Sometimes it is quite hard to eat enough fruit and vegetables... I was eating as much fruit as I could for breakfast, cutting, slicing and dicing... make a veritable fruit cocktail for each morning meal. It takes some time to prepare and the massive bowl of fruity chunks seemed insurmountable to my stomach.

But there is a solution... SMOOTHIES... take a fraction of time to make, and I ended up eating 3 times the amount of fruit in their pureed form.

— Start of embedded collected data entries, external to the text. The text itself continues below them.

/// Build the frame for the current state
pub fn compose(state: &GameState, player_id: &str) -> Vec<DrawCommand> {
    let mut out = Vec::with_capacity(64 + state.splashes.len() + state.enemies.len());

    out.push(DrawCommand::Fill {
        color: colors::BACKGROUND,
    });
    out.push(DrawCommand::Rect {
        pos: DVec2::new(0.0, SCREEN_HEIGHT / 2.0),
        size: DVec2::new(SCREEN_WIDTH, SCREEN_HEIGHT / 2.0),
        color: colors::WATER,
    });

    match state.mode {
        GameMode::Title => {
            title_text(&mut out);
            scaffold(&mut out);
            for enemy in demo_enemies() {
                enemy_sprite(&mut out, &enemy);
            }
            leaves(&mut out, state);
            fish(&mut out, state);
        }
        GameMode::Playing => {
            field(&mut out, state, true);
            if state.timer_running() && !state.fish.aiming && state.score == 0 {
                centered(&mut out, "Drag me!", FontSize::Small, 320.0, colors::TEXT);
            }
            if state.fish.aiming {
                sight_marker(&mut out, state.pointer);
            }
            time(&mut out, state);
            score(&mut out, state);
        }
        GameMode::GameOver => {
            field(&mut out, state, false);
            time(&mut out, state);
            score(&mut out, state);
            game_over(&mut out, state);
        }
        GameMode::Ranking => {
            field(&mut out, state, false);
            time(&mut out, state);
            score(&mut out, state);
            ranking(&mut out, &state.ranking, player_id);
        }
    }

    out
}

/// Bullets, scaffold, enemies, leaves, splashes, effects and fish in depth order
fn field(out: &mut Vec<DrawCommand>, state: &GameState, with_gains: bool) {
    let (far, near): (Vec<&Bullet>, Vec<&Bullet>) =
        state.bullets.iter().partition(|b| b.pos.z > ENEMY_Z);

    for bullet in far {
        bullet_circle(out, bullet);
    }
    scaffold(out);
    for enemy in &state.enemies {
        enemy_sprite(out, enemy);
    }
    leaves(out, state);
    for splash in state.splashes.iter().filter(|s| s.pos.y < 0.0) {
        out.push(DrawCommand::Rect {
            pos: to_screen(splash.pos),
            size: DVec2::splat(SPLASH_SIZE),
            color: colors::SPLASH,
        });
    }
    for bullet in near {
        bullet_circle(out, bullet);
    }
    if with_gains {
        for gain in &state.gains {
            out.push(DrawCommand::Text {
                text: gain.label(),
                size: FontSize::Medium,
                pos: gain.pos,
                color: colors::GAIN,
            });
        }
    }
    fish(out, state);
}

fn bullet_circle(out: &mut Vec<DrawCommand>, bullet: &Bullet) {
    out.push(DrawCommand::Circle {
        center: to_screen(bullet.pos),
        radius: bullet.radius * FISH_Z / bullet.pos.z,
        color: colors::BULLET,
    });
}

fn scaffold(out: &mut Vec<DrawCommand>) {
    let bar = |x: f64, y: f64, w: f64| DrawCommand::Rect {
        pos: DVec2::new(x, y),
        size: DVec2::new(w, SCAFFOLD_THICKNESS),
        color: colors::SCAFFOLD,
    };
    out.push(bar(0.0, NORMAL_LANE_Y + NORMAL_SCAFFOLD_DROP, SCREEN_WIDTH));
    out.push(bar(0.0, DIZZY_LANE_Y + UPPER_SCAFFOLD_DROP, SCREEN_WIDTH));
    out.push(bar(0.0, SHY_LANE_Y + UPPER_SCAFFOLD_DROP, SHY_LANE_STUB));
    out.push(bar(
        SCREEN_WIDTH - SHY_LANE_STUB,
        SHY_LANE_Y + UPPER_SCAFFOLD_DROP,
        SHY_LANE_STUB,
    ));
}

fn enemy_sprite(out: &mut Vec<DrawCommand>, enemy: &Enemy) {
    let center = to_screen(enemy.pos);
    let edge = to_screen(enemy.pos - DVec3::new(enemy.radius, 0.0, 0.0));
    let size = (edge.x - center.x).abs() * 2.0 / ENEMY_SPRITE_WIDTH;

    let sx = if enemy.faces_right() { -size } else { size };
    let sy = if enemy.hit { -size } else { size };

    out.push(DrawCommand::Sprite {
        sprite: SpriteId::Enemy {
            kind: enemy.kind,
            frame: ((enemy.ticks / FRAME_TICKS) % 2) as u8,
        },
        center,
        scale: DVec2::new(sx, sy),
        rotation: 0.0,
    });
}

fn leaves(out: &mut Vec<DrawCommand>, state: &GameState) {
    out.extend(state.leaves.iter().map(|leaf| DrawCommand::Sprite {
        sprite: SpriteId::Leaf,
        center: leaf.pos,
        scale: leaf.scale,
        rotation: leaf.rotation,
    }));
}

fn fish(out: &mut Vec<DrawCommand>, state: &GameState) {
    let frame = if state.fish.aiming {
        2
    } else {
        ((state.fish.ticks / FRAME_TICKS) % 2) as u8
    };
    out.push(DrawCommand::Sprite {
        sprite: SpriteId::Fish { frame },
        center: to_screen(state.fish.pos),
        scale: DVec2::ONE,
        rotation: 0.0,
    });
}

/// Drag line from the fish plus the predicted landing point
fn sight_marker(out: &mut Vec<DrawCommand>, pointer: DVec2) {
    let hold = hold_position(pointer);
    out.push(DrawCommand::Line {
        from: anchor_on_screen(),
        to: hold,
        color: colors::SIGHT_LINE,
    });
    let target = sight(&bullet_from_release(hold)).on_screen();
    out.push(DrawCommand::Circle {
        center: target,
        radius: SIGHT_MARK_RADIUS,
        color: colors::SIGHT_MARK,
    });
}

fn time(out: &mut Vec<DrawCommand>, state: &GameState) {
    if state.mode == GameMode::Playing && state.mode_ticks < LEAD_IN_TICKS {
        let count = state.lead_in_seconds_left().to_string();
        centered(out, &count, FontSize::Large, 260.0, colors::TEXT);
    } else {
        let left = state.seconds_left().to_string();
        centered(out, &left, FontSize::Small, 20.0, colors::TEXT);
    }
}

Fruits smoothies can be an easy way to nourish your body with essential nutrients. The best way to know the exact ingredients in your smoothie is to make them yourself. All you need is a blender, fruit and a base, such as water, milk or yogurt. Making your own smoothies can help prevent fruit from going to waste, while providing benefits that will keep you on the right track towards good health.

Vitamins and Minerals
There are six categories of fruits that contain a variety of vitamins and minerals--citrus, berries, tropical, drupes, pomes and melons. Citrus fruits, such as grapefruit, oranges, tangerines and lemons, contain good amounts of vitamin C, potassium and folate. Vitamin C helps your immune system and synthesizes collagen that aids in the framework of your body. Potassium supports your heart function and helps maintain a normal blood pressure, while folate promotes healthy cells. The berry category includes blueberries, strawberries, blackberries, raspberries, cranberries and grapes. They contain particular antioxidants that decrease inflammation and phytonutrients that help fight disease. Tropical fruits include papaya, kiwi fruit, pineapple, avocado, coconut, pomegranates, bananas and mangoes. Typically, these fruits are sources of vitamin C, potassium, folate and manganese, which keeps your bones, blood sugar, thyroid gland and nerves healthy. Common drupes fruits are cherries, apricots, peaches and plums. They provide beta carotene, potassium and vitamin C. Beta carotene helps your vision and immune system function properly. Pomes fruits include apples and pears, which contain vitamin C and potassium. The melon category includes watermelon, cantaloupe, honey dew and casaba, which all contain adequate amounts of vitamin C.

Fibre
Drinking fruit smoothies can help you reach the recommended intake of fibre, which is 25 grams for women and 38 grams for men. One serving of fruit typically contains two to four grams of fiber with blackberries, pears and apples having the highest concentration of five to seven grams per serving. The soluble fibre found in fruit helps slow digestion and may help control blood sugar and lower cholesterol. I have been boosting the fibre content of my smoothies by blending the whole fruit... skins and all. You really don't notice much of a difference in taste and texture... so chuck in the whole banana, kiwi or mango.... 

Smoothie Base
Creating your own smoothie means you get to choose a base of your liking. You can add water, cow's milk, soy milk or yogurt to the fruit in order to add bulk. The healthier options would include water, low-fat milk or low-fat yogurt, which will add flavor and nutrients without a huge number of calories. The water will provide your body with fluid that is necessary for metabolism of food and transportation of nutrients. The low-fat dairy contains calcium and vitamin D, which help your bones stay strong. I use a mix of 50% Soya Milk and 50 % Water.

Smoothie Tips
When trying to lose or maintain a healthy weight, smoothies could be used as a meal replacement, not an addition. For instance, drink a smoothie for breakfast or drink a water-based smoothie as a snack. Fruit smoothies can be a healthy additional any meal plan as long as you maintain portion control.